В 1414 году был созван собор в городе Констанце для прекращения позорного церковного раскола, когда одновременно царствовало трое римских пап - наместников божьих. На этот собор был вызван и Гус. Съехалось на собор 2300 человек духовенства, 150 герцогов и графов, 2000 рыцарей и дворян и 80 тысяч простых мирян. Приехал и папа Иоанн XXIII, который добился подкупом кардинальской шапки и, отравив своего предшественника папу Александра V, занял папский престол. Этот негодяй, известный всем как отъявленный безбожник, развратник, взяточник и убийца, явился на собор, чтобы быть судьей Гуса. Во главе торжественной процессии вступил папа Иоанн XXIII в Констанц. Старшие сановники вели его лошадь под уздцы, над ним развевался золотой балдахин, перед ним в парадных ризах священники несли "святые дары", а за ним шествовали кардиналы в пурпурных мантиях и шапках, усыпанных драгоценностями. Все пражское духовенство вышло навстречу, неся "мощи святых", и так, при большом стечении народа, папа въехал во двор епископа.
Но папе Иоанну XXIII не удалось быть судьей Гуса. Угроза лишения папского престола и личной свободы, высказанная ему на соборе, заставила его позорно бежать из Констанца. Тайком, переодетый конюхом, выехал он верхом за ворота города, где к нему присоединились итальянские кардиналы.
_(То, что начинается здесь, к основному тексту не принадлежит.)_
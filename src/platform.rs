/// Runtime platform context injected into the system prompt so the agent
/// issues platform-appropriate commands.
pub struct PlatformInfo {
    pub os: &'static str,
    pub shell: &'static str,
    pub path_sep: &'static str,
}

pub fn current() -> PlatformInfo {
    if cfg!(target_os = "windows") {
        PlatformInfo {
            os: "windows",
            shell: "cmd",
            path_sep: "\\",
        }
    } else if cfg!(target_os = "macos") {
        PlatformInfo {
            os: "darwin",
            shell: "sh",
            path_sep: "/",
        }
    } else {
        PlatformInfo {
            os: "linux",
            shell: "sh",
            path_sep: "/",
        }
    }
}

/// Short system-prompt section describing the exec runtime.
pub fn agent_context() -> &'static str {
    if cfg!(target_os = "windows") {
        "## Runtime (exec tool)\n\
         - OS: Windows\n\
         - Shell: cmd.exe (/c)\n\
         - Path separator: backslash (\\)\n\
         - Create dir: mkdir E:\\path\\to\\dir (parent must exist; use multiple mkdir if needed)\n\
         - Chain commands: use && (cmd supports it)\n\
         - List dir: dir\n\
         - Find files: dir /s /b .git\n\
         - Use exec tool for file ops (mkdir, git init, etc.); invoke_cli_agent does NOT run commands on this machine"
    } else if cfg!(target_os = "macos") {
        "## Runtime (exec tool)\n\
         - OS: macOS\n\
         - Shell: sh\n\
         - Path separator: /\n\
         - Create dir: mkdir -p /path/to/dir\n\
         - Chain commands: && or ;\n\
         - List dir: ls\n\
         - Find files: find . -name .git -type d"
    } else {
        "## Runtime (exec tool)\n\
         - OS: Linux\n\
         - Shell: sh\n\
         - Path separator: /\n\
         - Create dir: mkdir -p /path/to/dir\n\
         - Chain commands: && or ;\n\
         - List dir: ls\n\
         - Find files: find . -name .git -type d"
    }
}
После этого собор занялся делом Гуса. Ему были предъявлены обвинения в ереси. Немцы бурно выступали против Гуса, как еретика, французы высказывали отвращение к нему, как к врагу всякой власти, англичане кричали, что он позорит Оксфордский университет, превознося Уиклефа, чехи раздували вести о разгоревшемся волнении в стране, а пражские враги распускали слух, что Гус хочет бежать.
Гуса предательски схватили и бросили в тюрьму, где продержали в цепях больше полугода до конца процесса. Та же участь постигла и Иеронима Пражского, который добровольно прискакал в Констанц защищать своего друга.
В защитнике Гусу отказали, и процесс велся Яри закрытых дверях. Врагам Гуса хотелось достигнуть своей цели и приговорить Гуса к смертной казни, "потому что дрова для костра были уже приготовлены и облиты смолой", как писал один современник.
На все обвинения Гус отвечал, что готов отречься от своих взглядов, если ему докажут, что он неправ. Его запугивали, угрожали, поднимали крик и шум, когда он начинал говорить, чтобы только заглушить его опасное для врагов красноречие. В последний день процесса, после первых же слов Гуса, в соборе поднялся такой крик, на него посыпалось столько проклятий, что Гус принужден был замолчать, и тогда раздались настойчивые требования о голосовании за смертную казнь еретика.
Голосовать имели право 88 человек. После подсчета голосов оказалось, что за смерть Гуса было 45 человек. Император Сигизмунд знал, что от него зависела свобода и жизнь Гуса. Но, несмотря на это, он сказал:
- Будучи верным своей королевской присяге, я не могу освободить его от наказания! - Затем встал и хотел уйти. Но тогда Гус со своего места мужественно спросил Сигизмунда:
- Ваше величество, неужели вы можете так поступить и этим унизить свою корону и свою честь? Здесь идет речь не о моей жизни, а о вашем честном имени. Неужели вы сами уничтожаете свою охранную грамоту, которую выдали мне для приезда в Констанц, и берете на свою голову преступление и вероломство?
- Я действительно обещал тебе, еретик, безопасный проезд… но только сюда. Обратного пути я не обещал. Твое требование неосновательно. Ты осужден большинством голосов! - ответил император.